▸ WHAT IS EXPECTED
Go through the entries below and pick out every line with "Uuid".

▸ RECORDS SHOWN

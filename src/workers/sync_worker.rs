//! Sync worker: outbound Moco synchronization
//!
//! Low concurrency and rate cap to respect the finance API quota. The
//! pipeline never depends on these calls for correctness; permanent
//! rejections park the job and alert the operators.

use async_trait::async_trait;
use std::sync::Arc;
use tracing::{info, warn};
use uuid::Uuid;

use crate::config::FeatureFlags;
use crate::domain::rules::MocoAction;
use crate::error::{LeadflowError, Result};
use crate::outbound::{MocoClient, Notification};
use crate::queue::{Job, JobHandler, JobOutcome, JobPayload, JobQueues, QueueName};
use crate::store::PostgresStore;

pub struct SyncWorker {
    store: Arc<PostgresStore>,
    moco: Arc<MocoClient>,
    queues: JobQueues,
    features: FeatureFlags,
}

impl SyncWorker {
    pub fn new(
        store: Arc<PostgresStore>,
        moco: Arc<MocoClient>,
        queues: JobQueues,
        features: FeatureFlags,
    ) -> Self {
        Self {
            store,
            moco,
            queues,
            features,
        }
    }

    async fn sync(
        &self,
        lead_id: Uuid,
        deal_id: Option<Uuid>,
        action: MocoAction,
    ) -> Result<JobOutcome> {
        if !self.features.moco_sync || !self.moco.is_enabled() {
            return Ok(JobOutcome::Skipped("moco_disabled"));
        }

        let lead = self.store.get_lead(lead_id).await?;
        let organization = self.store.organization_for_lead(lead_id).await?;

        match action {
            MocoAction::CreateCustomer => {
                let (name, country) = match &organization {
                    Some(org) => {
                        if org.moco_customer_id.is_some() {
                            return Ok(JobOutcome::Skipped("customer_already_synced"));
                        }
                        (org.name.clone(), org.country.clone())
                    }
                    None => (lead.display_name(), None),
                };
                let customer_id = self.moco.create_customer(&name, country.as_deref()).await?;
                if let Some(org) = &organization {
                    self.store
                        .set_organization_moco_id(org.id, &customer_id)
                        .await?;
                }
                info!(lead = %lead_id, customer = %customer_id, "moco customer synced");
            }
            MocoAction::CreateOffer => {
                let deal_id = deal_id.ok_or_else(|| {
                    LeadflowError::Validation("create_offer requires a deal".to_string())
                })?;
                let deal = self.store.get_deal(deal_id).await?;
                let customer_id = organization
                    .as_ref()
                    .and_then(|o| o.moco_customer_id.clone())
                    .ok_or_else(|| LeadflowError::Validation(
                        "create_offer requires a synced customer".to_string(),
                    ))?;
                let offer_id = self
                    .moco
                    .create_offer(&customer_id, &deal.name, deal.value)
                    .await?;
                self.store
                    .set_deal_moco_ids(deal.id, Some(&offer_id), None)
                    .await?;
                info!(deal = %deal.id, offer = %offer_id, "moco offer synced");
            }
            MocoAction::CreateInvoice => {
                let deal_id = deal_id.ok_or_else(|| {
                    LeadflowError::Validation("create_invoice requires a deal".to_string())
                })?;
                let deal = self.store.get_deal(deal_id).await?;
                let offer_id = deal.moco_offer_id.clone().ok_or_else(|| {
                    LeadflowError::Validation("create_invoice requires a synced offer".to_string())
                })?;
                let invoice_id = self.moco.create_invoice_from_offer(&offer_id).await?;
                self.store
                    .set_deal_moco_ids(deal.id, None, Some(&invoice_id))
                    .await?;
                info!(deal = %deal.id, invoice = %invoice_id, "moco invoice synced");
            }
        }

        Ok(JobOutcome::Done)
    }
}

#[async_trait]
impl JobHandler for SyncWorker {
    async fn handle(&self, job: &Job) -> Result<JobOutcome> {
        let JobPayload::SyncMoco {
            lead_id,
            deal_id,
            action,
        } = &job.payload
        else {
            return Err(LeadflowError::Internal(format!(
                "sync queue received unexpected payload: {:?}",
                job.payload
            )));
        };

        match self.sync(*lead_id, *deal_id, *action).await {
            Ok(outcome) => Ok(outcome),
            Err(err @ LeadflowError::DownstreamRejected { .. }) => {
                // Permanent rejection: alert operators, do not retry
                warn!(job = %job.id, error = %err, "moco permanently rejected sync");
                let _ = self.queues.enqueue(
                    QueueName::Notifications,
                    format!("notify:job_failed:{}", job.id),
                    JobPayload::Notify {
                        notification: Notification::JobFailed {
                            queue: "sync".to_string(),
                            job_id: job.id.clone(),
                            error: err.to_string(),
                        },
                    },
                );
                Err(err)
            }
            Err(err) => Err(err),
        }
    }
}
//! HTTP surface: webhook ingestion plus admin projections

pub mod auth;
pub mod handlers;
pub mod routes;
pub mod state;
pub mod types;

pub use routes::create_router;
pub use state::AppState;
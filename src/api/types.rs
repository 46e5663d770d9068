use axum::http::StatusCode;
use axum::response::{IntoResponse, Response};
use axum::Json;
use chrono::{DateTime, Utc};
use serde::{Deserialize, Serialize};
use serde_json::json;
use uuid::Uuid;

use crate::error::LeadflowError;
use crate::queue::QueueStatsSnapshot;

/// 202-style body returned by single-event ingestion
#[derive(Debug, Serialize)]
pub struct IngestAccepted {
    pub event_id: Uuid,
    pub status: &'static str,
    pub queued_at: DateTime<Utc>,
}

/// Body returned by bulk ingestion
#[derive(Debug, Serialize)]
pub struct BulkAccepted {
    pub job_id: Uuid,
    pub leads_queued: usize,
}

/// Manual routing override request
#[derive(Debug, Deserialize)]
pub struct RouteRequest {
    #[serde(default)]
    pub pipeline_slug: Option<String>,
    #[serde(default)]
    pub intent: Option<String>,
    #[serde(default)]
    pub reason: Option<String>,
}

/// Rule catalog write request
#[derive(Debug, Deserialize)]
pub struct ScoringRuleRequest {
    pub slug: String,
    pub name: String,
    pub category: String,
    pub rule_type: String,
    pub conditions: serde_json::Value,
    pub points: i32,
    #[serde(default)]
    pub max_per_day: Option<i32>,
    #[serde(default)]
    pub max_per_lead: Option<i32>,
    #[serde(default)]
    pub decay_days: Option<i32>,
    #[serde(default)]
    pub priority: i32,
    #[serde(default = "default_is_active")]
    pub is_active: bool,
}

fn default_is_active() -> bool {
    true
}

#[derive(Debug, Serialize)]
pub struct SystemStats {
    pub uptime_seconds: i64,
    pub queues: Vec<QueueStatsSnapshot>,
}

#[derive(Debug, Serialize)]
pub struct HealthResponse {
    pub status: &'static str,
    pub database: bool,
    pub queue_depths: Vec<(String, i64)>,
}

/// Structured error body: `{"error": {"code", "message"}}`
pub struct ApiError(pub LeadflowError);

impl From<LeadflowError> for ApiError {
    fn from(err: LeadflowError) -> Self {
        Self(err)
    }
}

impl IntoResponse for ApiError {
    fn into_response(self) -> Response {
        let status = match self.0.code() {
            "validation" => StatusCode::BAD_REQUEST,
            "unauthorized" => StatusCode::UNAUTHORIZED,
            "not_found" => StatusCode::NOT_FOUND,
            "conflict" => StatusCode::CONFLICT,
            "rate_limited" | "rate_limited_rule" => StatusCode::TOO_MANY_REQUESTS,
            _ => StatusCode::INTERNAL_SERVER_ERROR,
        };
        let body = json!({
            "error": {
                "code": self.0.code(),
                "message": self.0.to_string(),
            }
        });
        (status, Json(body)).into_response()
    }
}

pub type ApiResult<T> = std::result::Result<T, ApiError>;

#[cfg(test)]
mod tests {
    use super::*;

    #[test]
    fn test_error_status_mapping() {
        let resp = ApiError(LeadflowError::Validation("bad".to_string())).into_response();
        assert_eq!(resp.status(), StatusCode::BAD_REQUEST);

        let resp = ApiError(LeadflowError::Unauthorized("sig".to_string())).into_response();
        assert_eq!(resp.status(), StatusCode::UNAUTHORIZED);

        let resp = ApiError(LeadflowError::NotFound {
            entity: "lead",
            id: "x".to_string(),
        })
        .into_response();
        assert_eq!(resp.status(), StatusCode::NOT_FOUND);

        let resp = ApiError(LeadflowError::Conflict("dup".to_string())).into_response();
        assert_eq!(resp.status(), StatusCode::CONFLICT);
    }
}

▸ SOLUTION BELOW
use uuid::Uuid;
        lead_id: Uuid,
        deal_id: Option<Uuid>,
use uuid::Uuid;
    pub event_id: Uuid,
    pub job_id: Uuid,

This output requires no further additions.